In the men’s 1,000 metre short-track event, everybody fell down and Mr. Bradbury won. It happened in the quarter-final, in the semi-final, and it happened again, for the third time on the same night, on the last corner of the final. Everybody fell down and Mr. Bradbury won.
Short-trackers have a habit of falling down and taking each other out like pins in a bowling alley. But what happened for Mr. Bradbury was beyond anything that anyone had ever seen before. In the final, Mr. Bradbury was so far behind hit rivals, he could have stopped and asked for directions. He looked like a guy trying to hail a cab. Then all of the sudden, China’s Li Jiajun went down. Then Korea’s Hyun-Soo Ahn went down and took out Mr. Ohno and Mr. Turcotte, and Mr. Bradbury cruised past thinking, “Hang on. This can’t be right. I think I won.”
Mr. Bradbury’s career has produced as many near-death experiences as accomplishments. At a 1994 World Cup event in Montreal, he slipped and impaled his right thigh on a skate blade. The gash was so severe he lost four litres of blood and required 111 stitches. He said he would have died if it hadn’t been for the fast work of the paramedics who treated him.
Then in 2000, he fell while training in Australia and crashed headfirst into a barrier, breaking the C4 and C5 vertebrae in his neck. For six weeks he wore a metal halo.
But even after two horrific injuries, Mr. Bradbury refused to pass on a sport that had taken him to the 1992, 1994 and 1998 Winter Games.
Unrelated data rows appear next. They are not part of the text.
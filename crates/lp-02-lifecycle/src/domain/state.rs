//! Lifecycle states
//!
//! ```text
//! [PRE_LAUNCH] ──launch──→ [ACTIVE_*] ──end──┬── sold < offered ──→ [MINT_FAILED_*]
//!                                            │
//!                                            └── sold ≥ offered ──→ [MINT_SUCCEEDED_NO_TICKETS]
//!                                                                   [MINT_SUCCEDED_TICKETS_TO_CHECK]
//!                                                                          │ all checked
//!                                                                          ▼
//!                                                                   [..._CHECKED_NO_LP] ──lp──→ [..._CHECKED_LP]
//! ```

use serde::{Deserialize, Serialize};
use std::fmt;

/// Where a campaign is in its life, as seen by one viewer.
///
/// Derived on demand; never stored.
#[derive(Debug, Clone, Copy, PartialEq, Eq, Hash, Serialize, Deserialize)]
pub enum LifecycleState {
    #[serde(rename = "PRE_LAUNCH")]
    PreLaunch,
    #[serde(rename = "ACTIVE_NO_TICKETS")]
    ActiveNoTickets,
    #[serde(rename = "ACTIVE_TICKETS")]
    ActiveTickets,
    #[serde(rename = "MINT_FAILED_REFUNDED")]
    MintFailedRefunded,
    #[serde(rename = "MINT_FAILED_NOT_REFUNDED")]
    MintFailedNotRefunded,
    #[serde(rename = "MINT_SUCCEEDED_NO_TICKETS")]
    MintSucceededNoTickets,
    #[serde(rename = "MINT_SUCCEDED_TICKETS_TO_CHECK")]
    MintSucceededTicketsToCheck,
    #[serde(rename = "MINT_SUCCEEDED_TICKETS_CHECKED_LP")]
    MintSucceededTicketsCheckedLp,
    #[serde(rename = "MINT_SUCCEEDED_TICKETS_CHECKED_NO_LP")]
    MintSucceededTicketsCheckedNoLp,
    #[serde(rename = "MINT_SUCCEEDED_TICKETS_CHECKED_LP_TIMEOUT")]
    MintSucceededTicketsCheckedLpTimeout,
}

impl LifecycleState {
    /// Every state, in classification priority order with the default last.
    pub const ALL: [LifecycleState; 10] = [
        LifecycleState::ActiveNoTickets,
        LifecycleState::ActiveTickets,
        LifecycleState::MintFailedRefunded,
        LifecycleState::MintFailedNotRefunded,
        LifecycleState::MintSucceededNoTickets,
        LifecycleState::MintSucceededTicketsToCheck,
        LifecycleState::MintSucceededTicketsCheckedLp,
        LifecycleState::MintSucceededTicketsCheckedNoLp,
        LifecycleState::MintSucceededTicketsCheckedLpTimeout,
        LifecycleState::PreLaunch,
    ];

    /// Wire name. `MINT_SUCCEDED_TICKETS_TO_CHECK` keeps its historical spelling.
    pub fn as_str(&self) -> &'static str {
        match self {
            LifecycleState::PreLaunch => "PRE_LAUNCH",
            LifecycleState::ActiveNoTickets => "ACTIVE_NO_TICKETS",
            LifecycleState::ActiveTickets => "ACTIVE_TICKETS",
            LifecycleState::MintFailedRefunded => "MINT_FAILED_REFUNDED",
            LifecycleState::MintFailedNotRefunded => "MINT_FAILED_NOT_REFUNDED",
            LifecycleState::MintSucceededNoTickets => "MINT_SUCCEEDED_NO_TICKETS",
            LifecycleState::MintSucceededTicketsToCheck => "MINT_SUCCEDED_TICKETS_TO_CHECK",
            LifecycleState::MintSucceededTicketsCheckedLp => "MINT_SUCCEEDED_TICKETS_CHECKED_LP",
            LifecycleState::MintSucceededTicketsCheckedNoLp => {
                "MINT_SUCCEEDED_TICKETS_CHECKED_NO_LP"
            }
            LifecycleState::MintSucceededTicketsCheckedLpTimeout => {
                "MINT_SUCCEEDED_TICKETS_CHECKED_LP_TIMEOUT"
            }
        }
    }

    /// Ticket sales are open.
    pub fn is_active(&self) -> bool {
        matches!(
            self,
            LifecycleState::ActiveNoTickets | LifecycleState::ActiveTickets
        )
    }

    /// Nothing is left for the participant to do: no purchase, refund or
    /// ticket check is pending.
    pub fn is_terminal_for_participant(&self) -> bool {
        matches!(
            self,
            LifecycleState::MintFailedRefunded
                | LifecycleState::MintSucceededNoTickets
                | LifecycleState::MintSucceededTicketsCheckedLp
                | LifecycleState::MintSucceededTicketsCheckedNoLp
                | LifecycleState::MintSucceededTicketsCheckedLpTimeout
        )
    }
}

impl fmt::Display for LifecycleState {
    fn fmt(&self, f: &mut fmt::Formatter<'_>) -> fmt::Result {
        f.write_str(self.as_str())
    }
}
//! Driving Ports (API - Inbound)

use crate::error::CommitResult;
use async_trait::async_trait;
use shared_types::{ActionSite, CommitLevel, OperationRequest, Outcome};
use std::time::Duration;

/// Primary Commit API
///
/// One implementation serves one action site. The surrounding application
/// builds an `OperationRequest` and hands it over; everything from signing
/// to the terminal outcome happens behind this call.
#[async_trait]
pub trait CommitApi: Send + Sync {
    /// Sign, broadcast and confirm one operation.
    ///
    /// Returns `Ok(outcome)` for every session that ran, whatever its
    /// result. Returns `Err(ConcurrentSubmissionRejected)` without touching
    /// the signer when the site already has a live session.
    async fn submit(
        &self,
        request: OperationRequest,
        level: CommitLevel,
        timeout: Duration,
    ) -> CommitResult<Outcome>;

    /// Action site this coordinator serves.
    fn site(&self) -> ActionSite;

    /// Whether a session is currently live for the site.
    fn is_busy(&self) -> bool;
}
//! Subscription service over the in-process event bus.
//!
//! Each listener is a task reading a filtered bus subscription. The bus
//! subscription is taken before `on_notification` returns, so a notice
//! published afterwards cannot be missed. Cancelling aborts the task, which
//! drops the bus subscription.

use crate::ports::outbound::{
    NotificationCallback, SubscriptionFailure, SubscriptionHandle, SubscriptionService,
};
use parking_lot::Mutex;
use shared_bus::{EventFilter, InMemoryEventBus, LedgerEvent};
use shared_types::{CommitLevel, OperationReference};
use std::collections::HashMap;
use std::sync::atomic::{AtomicU64, Ordering};
use std::sync::Arc;
use tokio::runtime::Handle;
use tokio::task::JoinHandle;
use tracing::debug;

/// `SubscriptionService` backed by `shared-bus` confirmation notices.
pub struct BusSubscriptionService {
    event_bus: Arc<InMemoryEventBus>,
    next_id: AtomicU64,
    listeners: Arc<Mutex<HashMap<u64, JoinHandle<()>>>>,
}

impl BusSubscriptionService {
    pub fn new(event_bus: Arc<InMemoryEventBus>) -> Self {
        Self {
            event_bus,
            next_id: AtomicU64::new(1),
            listeners: Arc::new(Mutex::new(HashMap::new())),
        }
    }

    /// Listeners registered and not yet fired or cancelled.
    pub fn active_listeners(&self) -> usize {
        self.listeners.lock().len()
    }
}

impl SubscriptionService for BusSubscriptionService {
    fn on_notification(
        &self,
        reference: &OperationReference,
        level: CommitLevel,
        callback: NotificationCallback,
    ) -> Result<SubscriptionHandle, SubscriptionFailure> {
        let runtime = Handle::try_current()
            .map_err(|e| SubscriptionFailure(format!("no async runtime: {}", e)))?;

        let id = self.next_id.fetch_add(1, Ordering::Relaxed);
        let mut subscription = self
            .event_bus
            .subscribe(EventFilter::notices_for(reference.clone(), level));
        let listeners = Arc::clone(&self.listeners);

        // Hold the map lock across spawn so the task's own removal cannot
        // run before its insertion.
        let mut registered = self.listeners.lock();
        let task = runtime.spawn(async move {
            let notice = loop {
                match subscription.recv().await {
                    Some(LedgerEvent::OperationNotice(notice)) => break Some(notice),
                    Some(_) => continue,
                    None => break None,
                }
            };
            listeners.lock().remove(&id);
            drop(subscription);
            match notice {
                Some(notice) => callback(notice),
                None => debug!(handle = id, "[lp-01] event bus closed before notice"),
            }
        });
        registered.insert(id, task);
        drop(registered);

        debug!(handle = id, %reference, level = %level, "[lp-01] bus listener registered");
        Ok(SubscriptionHandle(id))
    }

    fn cancel(&self, handle: SubscriptionHandle) {
        if let Some(task) = self.listeners.lock().remove(&handle.0) {
            task.abort();
            debug!(handle = handle.0, "[lp-01] bus listener aborted");
        }
    }
}

#[cfg(test)]
mod tests {
    use super::*;
    use shared_bus::{EventPublisher, EventTopic, DEFAULT_CHANNEL_CAPACITY};
    use shared_types::{ActionSite, CommitEvent, ConfirmationNotice, SessionState, Timestamp};
    use std::time::Duration;
    use tokio::sync::oneshot;

    fn reference() -> OperationReference {
        OperationReference::new("4bus")
    }

    #[tokio::test]
    async fn test_delivers_matching_notice_once() {
        let bus = Arc::new(InMemoryEventBus::new());
        let service = BusSubscriptionService::new(Arc::clone(&bus));
        let (tx, rx) = oneshot::channel();

        service
            .on_notification(
                &reference(),
                CommitLevel::Confirmed,
                Box::new(move |notice| {
                    let _ = tx.send(notice);
                }),
            )
            .unwrap();
        assert_eq!(service.active_listeners(), 1);

        // Wrong reference and insufficient level are filtered out.
        bus.publish(LedgerEvent::OperationNotice(ConfirmationNotice::success(
            OperationReference::new("other"),
            CommitLevel::Finalized,
        )))
        .await;
        bus.publish(LedgerEvent::OperationNotice(ConfirmationNotice::success(
            reference(),
            CommitLevel::Processed,
        )))
        .await;
        bus.publish(LedgerEvent::OperationNotice(ConfirmationNotice::success(
            reference(),
            CommitLevel::Confirmed,
        )))
        .await;

        let notice = tokio::time::timeout(Duration::from_secs(1), rx)
            .await
            .unwrap()
            .unwrap();
        assert_eq!(notice.level, CommitLevel::Confirmed);
        assert_eq!(service.active_listeners(), 0);
    }

    #[tokio::test]
    async fn test_cancel_aborts_listener_and_is_idempotent() {
        let bus = Arc::new(InMemoryEventBus::new());
        let service = BusSubscriptionService::new(Arc::clone(&bus));

        let handle = service
            .on_notification(&reference(), CommitLevel::Confirmed, Box::new(|_| {}))
            .unwrap();
        assert_eq!(bus.subscriber_count(EventTopic::Confirmation), 1);

        service.cancel(handle);
        service.cancel(handle);
        assert_eq!(service.active_listeners(), 0);

        // The aborted task drops its bus subscription once the runtime
        // gets to it.
        for _ in 0..10 {
            if bus.subscriber_count(EventTopic::Confirmation) == 0 {
                break;
            }
            tokio::task::yield_now().await;
        }
        assert_eq!(bus.subscriber_count(EventTopic::Confirmation), 0);
    }

    #[tokio::test]
    async fn test_notice_survives_lifecycle_burst() {
        let bus = Arc::new(InMemoryEventBus::new());
        let service = BusSubscriptionService::new(Arc::clone(&bus));
        let (tx, rx) = oneshot::channel();

        service
            .on_notification(
                &reference(),
                CommitLevel::Confirmed,
                Box::new(move |notice| {
                    let _ = tx.send(notice);
                }),
            )
            .unwrap();

        // Published before the listener task first runs, so without a
        // separate channel the notice would land behind a full buffer.
        for _ in 0..DEFAULT_CHANNEL_CAPACITY * 2 {
            bus.publish(LedgerEvent::Commit(CommitEvent {
                session_id: uuid::Uuid::new_v4(),
                site: ActionSite::HypeVote,
                state: SessionState::Signing,
                reference: None,
                outcome: None,
                at: Timestamp::from_millis(0),
            }))
            .await;
        }
        bus.publish(LedgerEvent::OperationNotice(ConfirmationNotice::success(
            reference(),
            CommitLevel::Confirmed,
        )))
        .await;

        let notice = tokio::time::timeout(Duration::from_secs(1), rx)
            .await
            .unwrap()
            .unwrap();
        assert_eq!(notice.reference, reference());
    }

    #[test]
    fn test_requires_runtime() {
        let bus = Arc::new(InMemoryEventBus::new());
        let service = BusSubscriptionService::new(bus);

        let result = service.on_notification(&reference(), CommitLevel::Confirmed, Box::new(|_| {}));
        assert!(result.is_err());
    }
}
Instead, he wanted to one last go at the Olympics so he could, “walk away satisfied.” Never in his wildest dreams did he expect to walk away as an Olympic champion, the guy who stayed on his feet when everyone else was skating on banana peels; Australia’s new Olympic hero, whose brilliant strategy was to stay behind the leaders in case they all fell down.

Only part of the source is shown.